[Collected data]
---------------
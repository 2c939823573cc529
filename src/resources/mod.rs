/**
 * This module contains all logic for bringing domain models into the scene and back out.
 *
 * - `mesh` emits renderable descriptions from domain meshes
 * - `texture` resolves the material of every sub-mesh
 * - `export` reads placed components back into a domain model
 * - `dataset` is the seam to the CityGML parser
 */
pub mod dataset;
pub mod export;
pub mod mesh;
pub mod texture;

use std::sync::Arc;

use crate::{
    city_model::InstancedCityModel,
    data_structures::{
        city_object::{CityModel, CityObjectGroupData},
        granularity::ConvertGranularity,
        model::{Mesh, Model, Node},
        scene_graph::{ComponentId, ComponentKind, Mobility, StaticMeshId},
    },
    flow::{MainThread, Progress},
};

#[derive(Clone, Copy, Debug)]
pub struct LoadOptions {
    /// Create `CityObjectGroup` components instead of plain ones.
    pub include_attr_info: bool,
    pub mobility: Mobility,
    /// Reuse an existing child with the same name for container nodes (GML file, LOD).
    pub reuse_containers: bool,
    /// Granularity recorded on created `CityObjectGroup` components.
    pub granularity: ConvertGranularity,
}

impl Default for LoadOptions {
    fn default() -> Self {
        Self {
            include_attr_info: true,
            mobility: Mobility::Static,
            reuse_containers: false,
            granularity: ConvertGranularity::default(),
        }
    }
}

/**
 * Places a domain model below a scene component.
 *
 * Runs on a worker. Every scene step is a blocking hop to the mutation thread; mesh emission and
 * material resolution happen on the worker in between. Static meshes are collected while a root
 * node is loaded and built in one batch afterwards.
 */
pub struct MeshLoader<'a> {
    main: &'a MainThread<InstancedCityModel>,
    options: LoadOptions,
    city_model: Option<Arc<CityModel>>,
    pending: Vec<StaticMeshId>,
    created: Vec<ComponentId>,
}

impl<'a> MeshLoader<'a> {
    pub fn new(
        main: &'a MainThread<InstancedCityModel>,
        options: LoadOptions,
        city_model: Option<Arc<CityModel>>,
    ) -> Self {
        Self {
            main,
            options,
            city_model,
            pending: Vec::new(),
            created: Vec::new(),
        }
    }

    /// Loads every root node below `parent` and returns the components created, in creation order.
    ///
    /// Cancellation is checked between nodes; whatever was placed until then stays in the scene.
    pub fn load_model(
        mut self,
        parent: ComponentId,
        model: &Model,
        progress: &Progress,
    ) -> Vec<ComponentId> {
        for root in &model.root_nodes {
            if progress.is_canceled() {
                log::info!("loading canceled before {}", root.name);
                break;
            }
            self.load_node_recursive(parent, root, progress);
            self.build_pending();
        }
        self.created
    }

    fn build_pending(&mut self) {
        if self.pending.is_empty() {
            return;
        }
        let pending = std::mem::take(&mut self.pending);
        let count = pending.len();
        match self.main.run(move |city| city.scene.batch_build(&pending)) {
            Ok(built) if built < count => {
                log::warn!("built {} of {} static meshes", built, count)
            }
            Ok(built) => log::debug!("built {} static meshes", built),
            Err(e) => log::warn!("static mesh build failed: {}", e),
        }
    }

    fn load_node_recursive(&mut self, parent: ComponentId, node: &Node, progress: &Progress) {
        // Nodes that could not be placed pass their children on to the parent.
        let component = self.load_node(parent, node).unwrap_or(parent);
        for child in &node.children {
            if progress.is_canceled() {
                return;
            }
            self.load_node_recursive(component, child, progress);
        }
    }

    fn load_node(&mut self, parent: ComponentId, node: &Node) -> Option<ComponentId> {
        match &node.mesh {
            None => self.load_scene_node(parent, node),
            Some(mesh) if mesh.vertices.is_empty() => {
                log::debug!("skipping {}: mesh has no vertices", node.name);
                None
            }
            Some(mesh) => self.load_mesh_node(parent, node, mesh),
        }
    }

    /// Blocking hop that logs and swallows failures, so one bad node never aborts a load.
    fn hop<R, F>(&self, node: &str, f: F) -> Option<R>
    where
        R: Send + 'static,
        F: FnOnce(&mut InstancedCityModel) -> anyhow::Result<R> + Send + 'static,
    {
        match self.main.run(f) {
            Ok(Ok(result)) => Some(result),
            Ok(Err(e)) => {
                log::warn!("{}: {:#}", node, e);
                None
            }
            Err(e) => {
                log::warn!("{}: {}", node, e);
                None
            }
        }
    }

    /// Like [`MeshLoader::hop`], but destroys the half-built `component` when the hop fails.
    fn hop_or_discard<R, F>(&self, node: &str, component: ComponentId, f: F) -> Option<R>
    where
        R: Send + 'static,
        F: FnOnce(&mut InstancedCityModel) -> anyhow::Result<R> + Send + 'static,
    {
        let result = self.hop(node, f);
        if result.is_none() {
            self.hop(node, move |city| {
                city.scene.destroy(component);
                Ok(())
            });
        }
        result
    }

    fn outside_children(node: &Node) -> Vec<String> {
        node.children
            .iter()
            .filter(|c| !c.is_container())
            .map(|c| c.name.clone())
            .collect()
    }

    fn load_scene_node(&mut self, parent: ComponentId, node: &Node) -> Option<ComponentId> {
        let container = node.is_container();
        let reuse = container && self.options.reuse_containers;
        let data = (!container && self.options.include_attr_info).then(|| CityObjectGroupData {
            outside_children: Self::outside_children(node),
            ..CityObjectGroupData::from_city_object(
                &node.name,
                self.city_model.as_deref(),
                self.options.granularity,
            )
        });
        let name = node.name.clone();
        let mobility = self.options.mobility;

        let (component, created) = self.hop(&node.name, move |city| {
            if reuse {
                if let Some(existing) = city.scene.find_child(parent, &name) {
                    return Ok((existing, false));
                }
            }
            let kind = match data {
                Some(data) => ComponentKind::CityObjectGroup(data),
                None => ComponentKind::Scene,
            };
            Ok((city.scene.create_component(kind, &name, parent, mobility)?, true))
        })?;
        if created {
            self.created.push(component);
        }
        Some(component)
    }

    fn load_mesh_node(
        &mut self,
        parent: ComponentId,
        node: &Node,
        mesh: &Mesh,
    ) -> Option<ComponentId> {
        let kind = if self.options.include_attr_info {
            ComponentKind::CityObjectGroup(CityObjectGroupData {
                outside_children: Self::outside_children(node),
                ..CityObjectGroupData::from_mesh(
                    mesh,
                    self.city_model.as_deref(),
                    self.options.granularity,
                )
            })
        } else {
            ComponentKind::StaticMesh
        };
        let mobility = self.options.mobility;
        let mesh_name = node.name.clone();
        let (component, static_mesh) = self.hop(&node.name, move |city| {
            let component = city.scene.spawn(kind, mobility);
            let static_mesh = city.scene.create_static_mesh(component, &mesh_name);
            Ok((component, static_mesh))
        })?;

        let description = mesh::emit_mesh(mesh);
        if description.is_empty() {
            log::debug!("{} produced no polygons", node.name);
        }
        self.hop_or_discard(&node.name, component, move |city| {
            city.scene.commit_mesh_description(static_mesh, description)
        })?;
        self.pending.push(static_mesh);

        let materials = texture::resolve_materials(mesh);
        let name = node.name.clone();
        self.hop_or_discard(&node.name, component, move |city| {
            city.scene.set_materials(static_mesh, materials)?;
            city.scene.rename_unique(component, &name);
            city.scene.attach(component, parent)
        })?;
        self.created.push(component);
        Some(component)
    }
}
---------------
## Work task
Which lines of the data include the string "InstancedCityModel"? Copy each of them.

## Your response
    city_model::InstancedCityModel,
    main: &'a MainThread<InstancedCityModel>,
        main: &'a MainThread<InstancedCityModel>,
        F: FnOnce(&mut InstancedCityModel) -> anyhow::Result<R> + Send + 'static,
        F: FnOnce(&mut InstancedCityModel) -> anyhow::Result<R> + Send + 'static,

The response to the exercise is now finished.